◆ Supplied material:

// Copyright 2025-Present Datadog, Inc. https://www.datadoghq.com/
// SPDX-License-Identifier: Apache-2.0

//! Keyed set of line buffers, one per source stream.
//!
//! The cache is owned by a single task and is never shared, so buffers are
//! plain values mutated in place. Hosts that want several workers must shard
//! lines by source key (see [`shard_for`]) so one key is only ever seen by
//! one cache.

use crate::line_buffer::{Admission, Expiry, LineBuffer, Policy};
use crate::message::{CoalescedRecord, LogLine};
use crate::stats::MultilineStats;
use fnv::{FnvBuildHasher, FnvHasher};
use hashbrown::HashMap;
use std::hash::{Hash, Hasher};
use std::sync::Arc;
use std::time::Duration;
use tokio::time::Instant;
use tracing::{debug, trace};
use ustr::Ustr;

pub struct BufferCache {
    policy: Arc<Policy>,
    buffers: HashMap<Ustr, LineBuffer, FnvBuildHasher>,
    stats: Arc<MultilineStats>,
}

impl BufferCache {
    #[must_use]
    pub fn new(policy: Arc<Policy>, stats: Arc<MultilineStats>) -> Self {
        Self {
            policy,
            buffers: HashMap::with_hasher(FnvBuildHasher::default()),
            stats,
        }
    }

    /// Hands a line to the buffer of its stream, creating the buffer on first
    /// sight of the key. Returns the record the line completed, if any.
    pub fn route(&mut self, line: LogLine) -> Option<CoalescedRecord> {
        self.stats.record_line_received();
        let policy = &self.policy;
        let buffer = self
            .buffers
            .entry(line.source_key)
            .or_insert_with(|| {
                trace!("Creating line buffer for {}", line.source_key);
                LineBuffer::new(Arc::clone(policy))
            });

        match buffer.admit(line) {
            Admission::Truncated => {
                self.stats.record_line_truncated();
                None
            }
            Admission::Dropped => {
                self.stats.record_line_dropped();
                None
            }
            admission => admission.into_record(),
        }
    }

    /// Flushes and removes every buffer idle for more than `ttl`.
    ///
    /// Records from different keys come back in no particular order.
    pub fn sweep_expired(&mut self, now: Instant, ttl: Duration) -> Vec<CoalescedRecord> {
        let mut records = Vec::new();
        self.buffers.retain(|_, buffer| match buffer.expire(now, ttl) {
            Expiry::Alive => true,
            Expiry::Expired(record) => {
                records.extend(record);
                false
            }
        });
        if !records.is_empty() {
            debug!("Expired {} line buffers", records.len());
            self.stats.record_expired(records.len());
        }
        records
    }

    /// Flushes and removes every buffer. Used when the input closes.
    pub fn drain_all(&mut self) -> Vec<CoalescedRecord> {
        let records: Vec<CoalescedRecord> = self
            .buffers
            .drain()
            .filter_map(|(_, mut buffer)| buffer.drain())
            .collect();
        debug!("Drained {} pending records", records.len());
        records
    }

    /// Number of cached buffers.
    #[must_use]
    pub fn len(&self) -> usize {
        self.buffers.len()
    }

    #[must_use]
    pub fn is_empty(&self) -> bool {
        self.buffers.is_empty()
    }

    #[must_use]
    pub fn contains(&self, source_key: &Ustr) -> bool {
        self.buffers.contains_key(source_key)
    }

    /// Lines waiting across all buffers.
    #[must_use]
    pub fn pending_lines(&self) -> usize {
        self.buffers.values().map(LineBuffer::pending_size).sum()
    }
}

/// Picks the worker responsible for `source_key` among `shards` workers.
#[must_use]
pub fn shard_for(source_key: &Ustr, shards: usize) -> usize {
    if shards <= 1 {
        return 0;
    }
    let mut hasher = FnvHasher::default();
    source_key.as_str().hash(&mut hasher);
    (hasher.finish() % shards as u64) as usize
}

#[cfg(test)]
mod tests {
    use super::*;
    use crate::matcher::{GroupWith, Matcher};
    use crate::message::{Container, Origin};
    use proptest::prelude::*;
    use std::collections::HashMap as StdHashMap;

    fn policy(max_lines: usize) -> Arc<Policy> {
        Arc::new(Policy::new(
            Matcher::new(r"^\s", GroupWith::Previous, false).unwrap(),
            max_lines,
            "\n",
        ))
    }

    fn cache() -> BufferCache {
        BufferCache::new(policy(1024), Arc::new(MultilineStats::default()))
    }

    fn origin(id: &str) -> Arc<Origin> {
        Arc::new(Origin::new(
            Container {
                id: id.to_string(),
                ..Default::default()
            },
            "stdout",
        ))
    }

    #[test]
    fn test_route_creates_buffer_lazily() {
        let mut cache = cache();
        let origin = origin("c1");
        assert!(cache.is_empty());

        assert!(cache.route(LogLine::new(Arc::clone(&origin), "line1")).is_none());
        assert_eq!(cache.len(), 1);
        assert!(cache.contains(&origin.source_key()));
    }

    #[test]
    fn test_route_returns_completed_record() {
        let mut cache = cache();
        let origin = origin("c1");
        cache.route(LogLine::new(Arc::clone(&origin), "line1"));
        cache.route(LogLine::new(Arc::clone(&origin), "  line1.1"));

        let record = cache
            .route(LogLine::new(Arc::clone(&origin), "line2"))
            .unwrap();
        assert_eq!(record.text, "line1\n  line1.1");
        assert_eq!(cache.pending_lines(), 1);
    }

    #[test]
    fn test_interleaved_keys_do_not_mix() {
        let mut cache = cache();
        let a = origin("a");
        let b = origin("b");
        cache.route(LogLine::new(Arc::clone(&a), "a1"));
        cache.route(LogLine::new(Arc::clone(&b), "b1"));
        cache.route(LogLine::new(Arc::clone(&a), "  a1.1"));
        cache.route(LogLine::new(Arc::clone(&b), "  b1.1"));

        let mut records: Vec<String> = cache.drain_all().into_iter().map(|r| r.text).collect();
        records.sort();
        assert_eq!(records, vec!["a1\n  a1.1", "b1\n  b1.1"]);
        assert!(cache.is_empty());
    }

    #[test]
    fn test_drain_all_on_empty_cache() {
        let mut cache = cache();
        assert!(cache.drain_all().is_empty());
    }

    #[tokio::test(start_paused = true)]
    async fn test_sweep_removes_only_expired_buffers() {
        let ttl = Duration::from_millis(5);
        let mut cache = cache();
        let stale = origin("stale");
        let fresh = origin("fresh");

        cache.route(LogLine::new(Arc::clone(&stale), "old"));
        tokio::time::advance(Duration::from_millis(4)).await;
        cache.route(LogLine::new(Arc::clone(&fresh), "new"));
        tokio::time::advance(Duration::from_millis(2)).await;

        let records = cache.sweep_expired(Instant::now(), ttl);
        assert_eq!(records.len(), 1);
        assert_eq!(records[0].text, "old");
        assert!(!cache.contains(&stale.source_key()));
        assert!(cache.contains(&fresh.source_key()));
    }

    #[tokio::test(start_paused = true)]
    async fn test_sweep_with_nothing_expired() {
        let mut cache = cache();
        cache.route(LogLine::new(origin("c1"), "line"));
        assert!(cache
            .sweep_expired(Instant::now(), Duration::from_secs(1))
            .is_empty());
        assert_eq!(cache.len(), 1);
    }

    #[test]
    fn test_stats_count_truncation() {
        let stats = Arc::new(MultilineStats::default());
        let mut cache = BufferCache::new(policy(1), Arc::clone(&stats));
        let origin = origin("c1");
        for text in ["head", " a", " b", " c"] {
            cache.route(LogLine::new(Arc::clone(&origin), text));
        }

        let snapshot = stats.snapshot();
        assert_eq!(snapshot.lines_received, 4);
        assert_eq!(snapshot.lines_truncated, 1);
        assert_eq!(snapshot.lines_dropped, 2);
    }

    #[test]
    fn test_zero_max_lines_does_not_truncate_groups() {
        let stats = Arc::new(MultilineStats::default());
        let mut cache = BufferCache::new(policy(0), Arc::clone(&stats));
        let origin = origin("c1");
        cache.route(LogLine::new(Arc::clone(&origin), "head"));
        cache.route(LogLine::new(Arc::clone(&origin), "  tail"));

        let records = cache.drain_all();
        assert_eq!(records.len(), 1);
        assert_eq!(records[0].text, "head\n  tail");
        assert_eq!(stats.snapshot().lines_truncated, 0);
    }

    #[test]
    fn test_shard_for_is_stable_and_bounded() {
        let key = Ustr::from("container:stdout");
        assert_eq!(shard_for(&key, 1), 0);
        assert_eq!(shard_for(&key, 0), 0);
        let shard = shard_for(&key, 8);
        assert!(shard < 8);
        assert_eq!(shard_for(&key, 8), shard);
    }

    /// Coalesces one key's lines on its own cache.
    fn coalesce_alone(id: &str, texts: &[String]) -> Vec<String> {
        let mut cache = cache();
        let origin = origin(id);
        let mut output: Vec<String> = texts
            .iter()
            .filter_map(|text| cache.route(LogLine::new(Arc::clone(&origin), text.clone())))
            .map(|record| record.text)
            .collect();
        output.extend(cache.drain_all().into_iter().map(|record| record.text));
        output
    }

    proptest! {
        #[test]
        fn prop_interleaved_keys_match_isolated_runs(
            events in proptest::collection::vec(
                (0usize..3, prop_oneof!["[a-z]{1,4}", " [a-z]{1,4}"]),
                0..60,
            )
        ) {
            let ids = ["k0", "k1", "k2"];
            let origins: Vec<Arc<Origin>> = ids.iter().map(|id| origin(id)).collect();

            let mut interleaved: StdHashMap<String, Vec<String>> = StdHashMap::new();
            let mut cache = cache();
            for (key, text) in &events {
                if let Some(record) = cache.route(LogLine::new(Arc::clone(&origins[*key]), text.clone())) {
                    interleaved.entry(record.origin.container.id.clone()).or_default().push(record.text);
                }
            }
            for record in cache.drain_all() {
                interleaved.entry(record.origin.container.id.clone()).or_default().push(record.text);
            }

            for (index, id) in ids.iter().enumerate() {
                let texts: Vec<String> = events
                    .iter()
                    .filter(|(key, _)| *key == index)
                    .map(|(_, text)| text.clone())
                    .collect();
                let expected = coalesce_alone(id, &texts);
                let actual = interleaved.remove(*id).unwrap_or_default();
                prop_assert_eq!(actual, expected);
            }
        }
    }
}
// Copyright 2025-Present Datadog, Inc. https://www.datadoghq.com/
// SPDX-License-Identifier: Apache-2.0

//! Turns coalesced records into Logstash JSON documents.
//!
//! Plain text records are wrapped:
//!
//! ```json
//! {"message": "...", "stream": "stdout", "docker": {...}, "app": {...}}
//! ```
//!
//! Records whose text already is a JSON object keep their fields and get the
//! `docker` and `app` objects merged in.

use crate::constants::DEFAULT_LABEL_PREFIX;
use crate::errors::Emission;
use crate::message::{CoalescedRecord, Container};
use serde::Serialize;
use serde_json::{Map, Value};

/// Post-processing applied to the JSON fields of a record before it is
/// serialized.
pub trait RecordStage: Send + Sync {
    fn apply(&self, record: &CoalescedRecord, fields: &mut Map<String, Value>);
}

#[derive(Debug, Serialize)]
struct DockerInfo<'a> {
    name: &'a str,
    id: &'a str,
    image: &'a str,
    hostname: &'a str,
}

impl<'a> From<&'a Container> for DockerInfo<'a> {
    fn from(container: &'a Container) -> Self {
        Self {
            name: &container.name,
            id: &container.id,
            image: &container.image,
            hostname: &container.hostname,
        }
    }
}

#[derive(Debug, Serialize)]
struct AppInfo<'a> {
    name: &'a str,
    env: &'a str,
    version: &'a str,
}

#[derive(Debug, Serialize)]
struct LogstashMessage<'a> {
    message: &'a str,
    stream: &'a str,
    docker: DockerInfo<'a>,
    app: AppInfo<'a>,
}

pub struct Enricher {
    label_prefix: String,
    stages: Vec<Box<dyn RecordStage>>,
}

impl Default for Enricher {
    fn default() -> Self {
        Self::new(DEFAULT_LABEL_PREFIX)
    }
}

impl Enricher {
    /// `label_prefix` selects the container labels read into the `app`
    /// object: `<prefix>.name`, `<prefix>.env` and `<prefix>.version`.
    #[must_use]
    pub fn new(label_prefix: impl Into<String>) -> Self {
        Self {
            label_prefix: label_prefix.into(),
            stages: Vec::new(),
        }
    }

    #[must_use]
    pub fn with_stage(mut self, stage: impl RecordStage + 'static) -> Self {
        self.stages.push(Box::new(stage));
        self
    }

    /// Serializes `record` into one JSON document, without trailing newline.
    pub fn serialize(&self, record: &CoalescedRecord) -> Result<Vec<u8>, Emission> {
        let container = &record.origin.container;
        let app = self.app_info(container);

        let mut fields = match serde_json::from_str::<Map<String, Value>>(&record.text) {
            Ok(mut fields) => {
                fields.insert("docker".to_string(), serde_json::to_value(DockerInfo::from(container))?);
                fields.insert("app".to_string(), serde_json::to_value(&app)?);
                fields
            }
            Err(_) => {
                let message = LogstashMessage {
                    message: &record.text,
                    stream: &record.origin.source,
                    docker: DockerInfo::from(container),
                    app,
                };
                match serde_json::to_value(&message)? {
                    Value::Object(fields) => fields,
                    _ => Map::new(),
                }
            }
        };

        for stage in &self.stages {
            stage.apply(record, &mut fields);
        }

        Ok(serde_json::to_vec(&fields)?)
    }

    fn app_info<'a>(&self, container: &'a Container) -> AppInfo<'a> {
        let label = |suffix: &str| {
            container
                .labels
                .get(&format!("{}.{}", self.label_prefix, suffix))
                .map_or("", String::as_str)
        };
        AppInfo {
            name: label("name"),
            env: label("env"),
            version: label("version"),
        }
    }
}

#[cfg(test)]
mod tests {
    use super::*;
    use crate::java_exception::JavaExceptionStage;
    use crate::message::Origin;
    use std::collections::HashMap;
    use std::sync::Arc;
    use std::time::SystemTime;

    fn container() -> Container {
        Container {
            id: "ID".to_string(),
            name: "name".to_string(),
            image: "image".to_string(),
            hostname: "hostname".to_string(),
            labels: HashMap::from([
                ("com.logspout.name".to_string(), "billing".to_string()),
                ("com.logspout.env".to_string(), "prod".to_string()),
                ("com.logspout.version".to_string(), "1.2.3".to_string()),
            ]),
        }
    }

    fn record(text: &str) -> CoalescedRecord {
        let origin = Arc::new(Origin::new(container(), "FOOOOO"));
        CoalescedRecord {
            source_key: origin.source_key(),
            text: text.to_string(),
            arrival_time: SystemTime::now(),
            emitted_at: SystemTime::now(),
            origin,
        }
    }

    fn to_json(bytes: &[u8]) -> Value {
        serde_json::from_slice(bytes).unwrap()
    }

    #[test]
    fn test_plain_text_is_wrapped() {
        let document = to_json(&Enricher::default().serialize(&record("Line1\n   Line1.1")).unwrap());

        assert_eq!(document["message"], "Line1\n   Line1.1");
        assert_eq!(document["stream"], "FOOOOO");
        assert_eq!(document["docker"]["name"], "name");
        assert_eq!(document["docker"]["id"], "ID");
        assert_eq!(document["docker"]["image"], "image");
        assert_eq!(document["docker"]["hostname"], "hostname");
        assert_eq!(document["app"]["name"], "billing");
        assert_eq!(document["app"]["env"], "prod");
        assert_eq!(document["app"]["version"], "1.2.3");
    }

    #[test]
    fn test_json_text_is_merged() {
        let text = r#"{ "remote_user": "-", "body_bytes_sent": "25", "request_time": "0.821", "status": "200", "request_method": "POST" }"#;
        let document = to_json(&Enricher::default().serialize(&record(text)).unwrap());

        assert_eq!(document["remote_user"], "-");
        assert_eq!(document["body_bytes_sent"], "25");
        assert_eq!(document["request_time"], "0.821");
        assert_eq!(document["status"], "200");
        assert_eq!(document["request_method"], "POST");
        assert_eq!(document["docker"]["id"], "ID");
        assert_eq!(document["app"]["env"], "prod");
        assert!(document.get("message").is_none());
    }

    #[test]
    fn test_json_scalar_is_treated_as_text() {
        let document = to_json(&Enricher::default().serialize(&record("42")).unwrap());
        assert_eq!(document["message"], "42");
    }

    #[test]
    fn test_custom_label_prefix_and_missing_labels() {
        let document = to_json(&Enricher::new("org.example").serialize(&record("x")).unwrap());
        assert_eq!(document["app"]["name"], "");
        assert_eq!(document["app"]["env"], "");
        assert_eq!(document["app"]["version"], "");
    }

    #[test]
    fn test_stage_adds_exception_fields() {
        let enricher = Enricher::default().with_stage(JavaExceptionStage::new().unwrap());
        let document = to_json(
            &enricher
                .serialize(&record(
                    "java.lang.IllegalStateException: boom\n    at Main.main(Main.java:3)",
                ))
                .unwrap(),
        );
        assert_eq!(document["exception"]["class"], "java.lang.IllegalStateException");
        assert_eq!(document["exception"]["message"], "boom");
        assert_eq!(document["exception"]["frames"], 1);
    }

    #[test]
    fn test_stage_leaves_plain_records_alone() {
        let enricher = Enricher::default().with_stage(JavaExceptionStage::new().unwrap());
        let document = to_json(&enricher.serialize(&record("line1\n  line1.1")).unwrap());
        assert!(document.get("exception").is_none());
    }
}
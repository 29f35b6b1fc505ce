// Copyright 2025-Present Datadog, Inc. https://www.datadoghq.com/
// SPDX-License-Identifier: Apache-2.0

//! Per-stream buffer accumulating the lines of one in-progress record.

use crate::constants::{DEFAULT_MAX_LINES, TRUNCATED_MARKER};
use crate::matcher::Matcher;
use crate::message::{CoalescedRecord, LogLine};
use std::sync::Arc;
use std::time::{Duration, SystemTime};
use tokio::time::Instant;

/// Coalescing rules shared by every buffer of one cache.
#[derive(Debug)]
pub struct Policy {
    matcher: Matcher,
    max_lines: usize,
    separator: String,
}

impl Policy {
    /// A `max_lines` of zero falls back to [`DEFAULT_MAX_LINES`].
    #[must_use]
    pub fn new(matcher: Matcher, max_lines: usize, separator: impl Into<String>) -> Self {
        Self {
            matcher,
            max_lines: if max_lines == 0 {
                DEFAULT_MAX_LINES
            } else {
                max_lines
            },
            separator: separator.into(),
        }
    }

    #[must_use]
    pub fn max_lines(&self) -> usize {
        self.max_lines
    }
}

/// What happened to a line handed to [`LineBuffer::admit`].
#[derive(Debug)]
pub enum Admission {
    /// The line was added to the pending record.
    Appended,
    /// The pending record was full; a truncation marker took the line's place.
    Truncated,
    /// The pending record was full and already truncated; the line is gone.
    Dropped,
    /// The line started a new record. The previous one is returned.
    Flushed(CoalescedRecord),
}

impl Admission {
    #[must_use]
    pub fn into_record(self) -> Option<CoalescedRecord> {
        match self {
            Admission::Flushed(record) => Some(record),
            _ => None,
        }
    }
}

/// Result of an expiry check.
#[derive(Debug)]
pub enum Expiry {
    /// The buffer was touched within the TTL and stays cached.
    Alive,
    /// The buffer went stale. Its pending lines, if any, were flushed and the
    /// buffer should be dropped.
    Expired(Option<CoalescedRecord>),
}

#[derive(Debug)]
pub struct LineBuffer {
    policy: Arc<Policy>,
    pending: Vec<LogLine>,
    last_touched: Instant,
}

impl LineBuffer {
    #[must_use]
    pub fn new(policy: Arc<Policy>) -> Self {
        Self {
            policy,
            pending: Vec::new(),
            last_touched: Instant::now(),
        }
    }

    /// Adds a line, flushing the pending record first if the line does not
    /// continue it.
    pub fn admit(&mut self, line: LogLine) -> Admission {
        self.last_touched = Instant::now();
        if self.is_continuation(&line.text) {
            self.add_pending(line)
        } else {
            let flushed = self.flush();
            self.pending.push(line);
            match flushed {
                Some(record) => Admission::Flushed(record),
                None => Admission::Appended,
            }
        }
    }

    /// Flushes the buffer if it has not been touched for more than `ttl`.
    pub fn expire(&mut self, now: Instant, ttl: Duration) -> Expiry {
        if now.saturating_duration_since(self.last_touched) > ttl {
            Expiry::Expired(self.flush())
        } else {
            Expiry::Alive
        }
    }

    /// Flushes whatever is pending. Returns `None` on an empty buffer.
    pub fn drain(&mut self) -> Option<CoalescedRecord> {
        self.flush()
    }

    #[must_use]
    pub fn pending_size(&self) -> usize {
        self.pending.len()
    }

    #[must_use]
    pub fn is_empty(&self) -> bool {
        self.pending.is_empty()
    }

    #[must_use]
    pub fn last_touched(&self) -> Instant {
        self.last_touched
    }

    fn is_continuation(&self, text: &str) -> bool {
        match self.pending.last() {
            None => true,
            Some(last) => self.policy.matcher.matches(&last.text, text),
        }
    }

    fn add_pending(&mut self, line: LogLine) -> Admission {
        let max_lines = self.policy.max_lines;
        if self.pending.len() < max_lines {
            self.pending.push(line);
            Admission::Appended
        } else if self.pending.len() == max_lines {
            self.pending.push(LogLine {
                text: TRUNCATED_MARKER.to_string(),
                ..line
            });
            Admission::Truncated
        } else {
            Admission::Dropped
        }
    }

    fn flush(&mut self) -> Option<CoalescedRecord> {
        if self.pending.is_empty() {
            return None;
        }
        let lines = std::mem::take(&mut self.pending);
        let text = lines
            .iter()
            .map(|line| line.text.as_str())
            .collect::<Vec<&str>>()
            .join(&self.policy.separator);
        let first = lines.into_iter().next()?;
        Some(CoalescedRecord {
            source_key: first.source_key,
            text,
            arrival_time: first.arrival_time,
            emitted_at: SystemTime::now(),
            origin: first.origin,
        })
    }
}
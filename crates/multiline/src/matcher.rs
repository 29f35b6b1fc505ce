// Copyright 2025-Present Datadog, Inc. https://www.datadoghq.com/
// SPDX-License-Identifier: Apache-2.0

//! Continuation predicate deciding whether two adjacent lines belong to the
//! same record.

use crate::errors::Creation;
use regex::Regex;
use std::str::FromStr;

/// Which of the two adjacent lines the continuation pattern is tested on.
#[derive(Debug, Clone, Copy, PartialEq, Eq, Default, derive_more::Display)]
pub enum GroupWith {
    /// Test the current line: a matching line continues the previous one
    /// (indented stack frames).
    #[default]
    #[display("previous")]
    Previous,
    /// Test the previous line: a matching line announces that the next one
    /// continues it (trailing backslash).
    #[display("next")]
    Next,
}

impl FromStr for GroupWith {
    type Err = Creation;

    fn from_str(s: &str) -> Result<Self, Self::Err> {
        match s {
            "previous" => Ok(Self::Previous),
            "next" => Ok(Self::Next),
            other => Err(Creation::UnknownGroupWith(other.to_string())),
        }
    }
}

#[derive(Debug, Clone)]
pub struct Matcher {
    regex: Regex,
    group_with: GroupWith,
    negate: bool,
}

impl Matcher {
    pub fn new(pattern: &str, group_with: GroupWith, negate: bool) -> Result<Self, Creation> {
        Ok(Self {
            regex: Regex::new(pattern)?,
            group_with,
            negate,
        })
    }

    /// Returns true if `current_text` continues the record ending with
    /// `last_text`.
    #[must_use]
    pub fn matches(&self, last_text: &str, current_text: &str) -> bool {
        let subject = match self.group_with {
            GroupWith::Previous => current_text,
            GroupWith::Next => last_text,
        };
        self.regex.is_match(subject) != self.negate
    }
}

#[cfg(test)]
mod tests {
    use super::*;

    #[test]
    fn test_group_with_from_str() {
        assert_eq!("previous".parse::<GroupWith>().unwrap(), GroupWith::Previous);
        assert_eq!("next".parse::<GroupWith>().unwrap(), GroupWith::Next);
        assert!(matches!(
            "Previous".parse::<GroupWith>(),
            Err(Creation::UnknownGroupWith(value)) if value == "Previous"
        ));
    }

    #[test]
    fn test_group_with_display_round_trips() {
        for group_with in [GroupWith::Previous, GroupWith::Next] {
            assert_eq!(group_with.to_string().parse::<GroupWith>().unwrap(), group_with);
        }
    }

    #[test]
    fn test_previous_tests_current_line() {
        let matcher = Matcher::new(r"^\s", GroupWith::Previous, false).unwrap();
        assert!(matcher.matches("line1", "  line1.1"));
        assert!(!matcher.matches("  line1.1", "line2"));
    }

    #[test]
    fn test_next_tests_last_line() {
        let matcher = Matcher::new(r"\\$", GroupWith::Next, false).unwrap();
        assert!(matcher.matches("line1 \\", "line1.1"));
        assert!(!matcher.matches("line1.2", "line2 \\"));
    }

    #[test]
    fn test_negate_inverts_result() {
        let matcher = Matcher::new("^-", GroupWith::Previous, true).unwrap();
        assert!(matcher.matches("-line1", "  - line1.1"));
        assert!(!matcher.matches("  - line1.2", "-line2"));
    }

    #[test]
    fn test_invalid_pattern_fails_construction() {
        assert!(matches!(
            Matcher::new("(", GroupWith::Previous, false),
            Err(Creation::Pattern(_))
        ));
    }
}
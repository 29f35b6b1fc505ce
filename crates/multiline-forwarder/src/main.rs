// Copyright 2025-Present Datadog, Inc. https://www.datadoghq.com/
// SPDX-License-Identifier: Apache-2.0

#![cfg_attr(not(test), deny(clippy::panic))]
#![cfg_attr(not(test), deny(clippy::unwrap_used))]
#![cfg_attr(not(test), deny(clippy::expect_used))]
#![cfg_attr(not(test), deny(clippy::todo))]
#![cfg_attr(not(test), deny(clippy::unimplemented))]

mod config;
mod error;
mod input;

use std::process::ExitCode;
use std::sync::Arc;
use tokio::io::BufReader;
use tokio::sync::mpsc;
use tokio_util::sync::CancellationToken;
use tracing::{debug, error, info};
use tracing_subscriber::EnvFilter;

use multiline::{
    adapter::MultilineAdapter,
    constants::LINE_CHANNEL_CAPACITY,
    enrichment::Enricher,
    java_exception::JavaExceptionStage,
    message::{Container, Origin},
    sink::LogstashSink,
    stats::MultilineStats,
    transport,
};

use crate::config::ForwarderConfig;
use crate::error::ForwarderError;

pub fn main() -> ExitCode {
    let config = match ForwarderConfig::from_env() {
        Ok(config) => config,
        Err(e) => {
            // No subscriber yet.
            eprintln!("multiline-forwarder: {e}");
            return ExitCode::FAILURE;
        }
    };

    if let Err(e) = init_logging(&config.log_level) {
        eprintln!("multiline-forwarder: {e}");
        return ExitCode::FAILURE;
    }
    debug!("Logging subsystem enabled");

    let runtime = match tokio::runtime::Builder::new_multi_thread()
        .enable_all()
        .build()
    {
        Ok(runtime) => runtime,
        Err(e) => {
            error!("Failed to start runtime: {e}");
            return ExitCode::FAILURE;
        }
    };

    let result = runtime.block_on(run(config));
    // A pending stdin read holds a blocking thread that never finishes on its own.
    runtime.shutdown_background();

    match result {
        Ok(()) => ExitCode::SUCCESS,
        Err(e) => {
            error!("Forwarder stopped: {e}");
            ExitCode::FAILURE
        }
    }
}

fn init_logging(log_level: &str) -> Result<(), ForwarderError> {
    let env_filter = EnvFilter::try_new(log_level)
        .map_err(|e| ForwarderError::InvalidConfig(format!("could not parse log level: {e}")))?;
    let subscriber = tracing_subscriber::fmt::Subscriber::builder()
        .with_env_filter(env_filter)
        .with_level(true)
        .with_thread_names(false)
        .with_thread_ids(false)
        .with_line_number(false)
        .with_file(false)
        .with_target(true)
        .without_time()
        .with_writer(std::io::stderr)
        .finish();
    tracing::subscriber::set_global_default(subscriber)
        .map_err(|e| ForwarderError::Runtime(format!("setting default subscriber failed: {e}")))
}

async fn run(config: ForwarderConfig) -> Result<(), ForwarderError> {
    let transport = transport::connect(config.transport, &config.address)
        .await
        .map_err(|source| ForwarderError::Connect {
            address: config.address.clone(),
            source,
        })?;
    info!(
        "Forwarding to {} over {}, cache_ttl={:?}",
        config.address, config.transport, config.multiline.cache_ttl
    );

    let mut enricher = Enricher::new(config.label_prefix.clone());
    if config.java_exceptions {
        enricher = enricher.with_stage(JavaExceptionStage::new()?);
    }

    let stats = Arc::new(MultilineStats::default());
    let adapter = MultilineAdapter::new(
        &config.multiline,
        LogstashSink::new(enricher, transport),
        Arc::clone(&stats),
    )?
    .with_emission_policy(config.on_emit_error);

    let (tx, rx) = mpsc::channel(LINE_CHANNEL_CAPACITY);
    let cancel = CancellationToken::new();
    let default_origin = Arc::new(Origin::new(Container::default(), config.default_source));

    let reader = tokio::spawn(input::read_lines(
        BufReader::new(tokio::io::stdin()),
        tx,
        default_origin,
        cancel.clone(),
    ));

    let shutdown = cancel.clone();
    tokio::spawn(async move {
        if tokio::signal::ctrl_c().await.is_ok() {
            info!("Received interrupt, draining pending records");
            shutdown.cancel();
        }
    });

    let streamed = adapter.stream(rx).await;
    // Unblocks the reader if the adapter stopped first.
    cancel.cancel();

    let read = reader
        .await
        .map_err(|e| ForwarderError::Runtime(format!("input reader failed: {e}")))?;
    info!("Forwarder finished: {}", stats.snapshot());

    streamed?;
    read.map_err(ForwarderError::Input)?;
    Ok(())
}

◆ Task directions: Each line above with the string "suffix" in it should be located and copied.

◆ Response to the task:
        let label = |suffix: &str| {
                .get(&format!("{}.{}", self.label_prefix, suffix))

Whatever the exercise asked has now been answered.